→ Exercise brief
Only lines with the string "MatchResult" should be returned from the data below.

→ Given entries
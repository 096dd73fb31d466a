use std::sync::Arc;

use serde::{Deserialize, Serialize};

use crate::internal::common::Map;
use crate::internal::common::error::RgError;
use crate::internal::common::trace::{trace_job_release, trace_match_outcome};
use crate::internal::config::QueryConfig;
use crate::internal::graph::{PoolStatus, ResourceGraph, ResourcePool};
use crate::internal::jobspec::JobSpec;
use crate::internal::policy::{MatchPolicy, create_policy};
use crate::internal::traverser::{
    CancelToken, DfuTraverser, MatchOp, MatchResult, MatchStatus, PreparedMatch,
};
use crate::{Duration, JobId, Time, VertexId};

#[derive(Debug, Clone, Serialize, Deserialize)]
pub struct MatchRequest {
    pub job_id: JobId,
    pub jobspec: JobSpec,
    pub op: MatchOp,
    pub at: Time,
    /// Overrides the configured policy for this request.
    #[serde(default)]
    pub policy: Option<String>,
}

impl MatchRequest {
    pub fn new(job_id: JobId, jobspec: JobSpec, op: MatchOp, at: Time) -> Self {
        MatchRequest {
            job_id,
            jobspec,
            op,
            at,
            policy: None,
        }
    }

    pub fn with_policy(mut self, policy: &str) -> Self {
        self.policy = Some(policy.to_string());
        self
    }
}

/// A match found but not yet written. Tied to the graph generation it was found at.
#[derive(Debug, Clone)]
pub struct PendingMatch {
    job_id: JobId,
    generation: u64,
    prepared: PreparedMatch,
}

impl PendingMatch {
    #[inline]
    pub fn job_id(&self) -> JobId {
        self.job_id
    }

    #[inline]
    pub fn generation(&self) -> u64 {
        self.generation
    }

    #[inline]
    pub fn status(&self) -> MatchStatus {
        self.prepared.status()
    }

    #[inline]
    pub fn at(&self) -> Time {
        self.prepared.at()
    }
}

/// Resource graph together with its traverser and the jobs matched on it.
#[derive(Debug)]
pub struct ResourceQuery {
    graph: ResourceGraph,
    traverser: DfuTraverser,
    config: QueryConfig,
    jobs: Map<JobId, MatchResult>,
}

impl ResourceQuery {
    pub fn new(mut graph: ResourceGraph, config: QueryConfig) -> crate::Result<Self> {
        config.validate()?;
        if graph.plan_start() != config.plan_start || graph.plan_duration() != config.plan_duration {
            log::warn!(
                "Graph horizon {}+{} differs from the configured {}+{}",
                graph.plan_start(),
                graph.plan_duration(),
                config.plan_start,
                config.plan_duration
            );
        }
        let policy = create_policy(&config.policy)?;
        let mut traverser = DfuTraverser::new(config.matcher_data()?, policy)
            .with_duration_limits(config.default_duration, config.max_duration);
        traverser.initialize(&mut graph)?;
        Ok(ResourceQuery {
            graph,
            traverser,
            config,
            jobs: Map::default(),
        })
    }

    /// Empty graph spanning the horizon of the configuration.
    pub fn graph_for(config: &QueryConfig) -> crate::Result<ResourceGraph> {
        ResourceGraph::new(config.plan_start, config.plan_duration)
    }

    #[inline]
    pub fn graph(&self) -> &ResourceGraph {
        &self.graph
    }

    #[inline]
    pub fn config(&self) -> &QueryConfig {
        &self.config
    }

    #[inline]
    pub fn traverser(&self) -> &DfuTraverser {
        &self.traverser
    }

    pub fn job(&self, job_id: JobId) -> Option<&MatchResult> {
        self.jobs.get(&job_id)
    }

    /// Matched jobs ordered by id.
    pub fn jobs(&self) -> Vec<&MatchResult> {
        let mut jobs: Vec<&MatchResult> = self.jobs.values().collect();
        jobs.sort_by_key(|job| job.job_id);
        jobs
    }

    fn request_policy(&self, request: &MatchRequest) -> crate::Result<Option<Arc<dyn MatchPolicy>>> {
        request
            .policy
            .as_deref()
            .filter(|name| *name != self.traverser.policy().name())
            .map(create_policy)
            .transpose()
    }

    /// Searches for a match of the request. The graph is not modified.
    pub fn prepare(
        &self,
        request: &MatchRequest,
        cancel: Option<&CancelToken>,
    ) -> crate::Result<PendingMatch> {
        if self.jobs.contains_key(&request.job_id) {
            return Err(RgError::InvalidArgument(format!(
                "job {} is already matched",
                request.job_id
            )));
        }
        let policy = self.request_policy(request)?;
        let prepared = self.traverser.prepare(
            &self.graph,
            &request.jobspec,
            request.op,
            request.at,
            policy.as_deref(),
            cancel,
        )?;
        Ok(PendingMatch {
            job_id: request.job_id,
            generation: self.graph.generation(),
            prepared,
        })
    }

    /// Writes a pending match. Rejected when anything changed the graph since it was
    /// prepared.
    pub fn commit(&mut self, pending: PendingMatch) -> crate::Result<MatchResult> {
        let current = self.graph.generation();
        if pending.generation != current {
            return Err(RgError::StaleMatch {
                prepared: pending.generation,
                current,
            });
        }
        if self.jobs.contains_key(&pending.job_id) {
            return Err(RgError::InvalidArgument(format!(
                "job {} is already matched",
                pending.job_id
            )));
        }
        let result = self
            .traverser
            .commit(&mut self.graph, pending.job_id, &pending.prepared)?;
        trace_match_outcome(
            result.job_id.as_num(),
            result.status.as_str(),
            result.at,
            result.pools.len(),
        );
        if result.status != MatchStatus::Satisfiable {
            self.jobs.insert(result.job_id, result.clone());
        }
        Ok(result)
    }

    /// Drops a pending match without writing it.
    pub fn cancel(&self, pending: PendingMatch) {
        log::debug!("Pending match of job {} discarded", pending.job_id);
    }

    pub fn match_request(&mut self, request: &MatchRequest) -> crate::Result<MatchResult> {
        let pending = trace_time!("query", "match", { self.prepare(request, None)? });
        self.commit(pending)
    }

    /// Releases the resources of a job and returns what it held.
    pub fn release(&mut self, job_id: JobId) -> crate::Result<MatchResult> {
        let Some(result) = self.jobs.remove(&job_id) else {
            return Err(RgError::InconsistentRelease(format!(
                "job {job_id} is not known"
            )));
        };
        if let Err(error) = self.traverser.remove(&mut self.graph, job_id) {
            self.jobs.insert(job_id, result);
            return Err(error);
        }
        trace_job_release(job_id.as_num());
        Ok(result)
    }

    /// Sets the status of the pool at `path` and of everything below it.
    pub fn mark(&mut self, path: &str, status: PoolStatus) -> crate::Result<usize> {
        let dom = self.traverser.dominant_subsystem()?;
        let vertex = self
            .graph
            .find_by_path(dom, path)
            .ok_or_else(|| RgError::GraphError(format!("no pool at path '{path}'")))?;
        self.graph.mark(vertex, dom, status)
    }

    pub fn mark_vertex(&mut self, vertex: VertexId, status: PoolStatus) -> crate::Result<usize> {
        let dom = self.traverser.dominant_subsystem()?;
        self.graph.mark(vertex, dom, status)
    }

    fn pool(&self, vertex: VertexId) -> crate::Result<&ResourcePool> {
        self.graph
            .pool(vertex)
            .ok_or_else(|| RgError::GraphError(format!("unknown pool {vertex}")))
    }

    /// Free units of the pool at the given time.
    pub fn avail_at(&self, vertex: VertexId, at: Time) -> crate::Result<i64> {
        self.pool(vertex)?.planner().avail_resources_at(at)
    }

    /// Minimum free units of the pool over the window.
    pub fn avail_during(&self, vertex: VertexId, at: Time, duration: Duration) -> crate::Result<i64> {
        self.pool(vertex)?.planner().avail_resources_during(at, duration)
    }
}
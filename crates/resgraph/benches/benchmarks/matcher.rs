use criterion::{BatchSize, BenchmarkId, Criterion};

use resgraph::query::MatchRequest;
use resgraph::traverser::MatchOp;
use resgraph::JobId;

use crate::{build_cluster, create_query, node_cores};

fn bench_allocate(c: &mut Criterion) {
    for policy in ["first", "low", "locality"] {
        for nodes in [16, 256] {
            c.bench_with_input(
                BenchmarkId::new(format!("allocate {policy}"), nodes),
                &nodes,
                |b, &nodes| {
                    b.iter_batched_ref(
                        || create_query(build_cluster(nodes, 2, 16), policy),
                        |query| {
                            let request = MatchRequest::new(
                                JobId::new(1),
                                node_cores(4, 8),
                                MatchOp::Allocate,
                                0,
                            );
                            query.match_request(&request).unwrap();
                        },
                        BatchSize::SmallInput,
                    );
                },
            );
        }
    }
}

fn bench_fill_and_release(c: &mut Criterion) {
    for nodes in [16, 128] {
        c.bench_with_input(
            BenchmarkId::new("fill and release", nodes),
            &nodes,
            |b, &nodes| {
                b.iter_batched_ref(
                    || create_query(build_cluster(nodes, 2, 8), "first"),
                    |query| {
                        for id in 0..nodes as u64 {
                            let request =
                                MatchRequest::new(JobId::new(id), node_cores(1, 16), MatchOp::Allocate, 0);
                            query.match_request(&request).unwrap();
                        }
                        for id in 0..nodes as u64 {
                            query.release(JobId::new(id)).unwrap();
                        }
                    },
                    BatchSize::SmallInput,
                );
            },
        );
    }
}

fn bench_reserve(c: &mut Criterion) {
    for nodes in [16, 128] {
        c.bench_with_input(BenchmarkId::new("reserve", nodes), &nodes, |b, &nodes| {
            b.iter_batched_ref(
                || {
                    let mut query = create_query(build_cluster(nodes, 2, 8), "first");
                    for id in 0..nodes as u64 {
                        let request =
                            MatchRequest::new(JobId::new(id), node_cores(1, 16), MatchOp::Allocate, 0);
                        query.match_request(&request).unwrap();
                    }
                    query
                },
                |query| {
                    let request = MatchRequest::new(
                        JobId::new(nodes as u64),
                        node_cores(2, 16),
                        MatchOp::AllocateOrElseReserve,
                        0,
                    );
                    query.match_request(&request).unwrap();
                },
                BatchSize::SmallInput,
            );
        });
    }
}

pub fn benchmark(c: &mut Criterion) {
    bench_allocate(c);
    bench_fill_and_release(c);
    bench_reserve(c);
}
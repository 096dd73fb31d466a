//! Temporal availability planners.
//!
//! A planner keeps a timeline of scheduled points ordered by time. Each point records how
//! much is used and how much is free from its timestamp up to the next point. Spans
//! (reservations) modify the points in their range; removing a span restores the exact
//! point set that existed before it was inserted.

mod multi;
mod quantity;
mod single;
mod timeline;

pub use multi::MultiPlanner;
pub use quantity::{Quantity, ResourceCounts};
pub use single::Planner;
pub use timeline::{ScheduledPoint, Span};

→ Response to this task
    CancelToken, DfuTraverser, MatchOp, MatchResult, MatchStatus, PreparedMatch,
    jobs: Map<JobId, MatchResult>,
    pub fn job(&self, job_id: JobId) -> Option<&MatchResult> {
    pub fn jobs(&self) -> Vec<&MatchResult> {
        let mut jobs: Vec<&MatchResult> = self.jobs.values().collect();
    pub fn commit(&mut self, pending: PendingMatch) -> crate::Result<MatchResult> {
    pub fn match_request(&mut self, request: &MatchRequest) -> crate::Result<MatchResult> {
    pub fn release(&mut self, job_id: JobId) -> crate::Result<MatchResult> {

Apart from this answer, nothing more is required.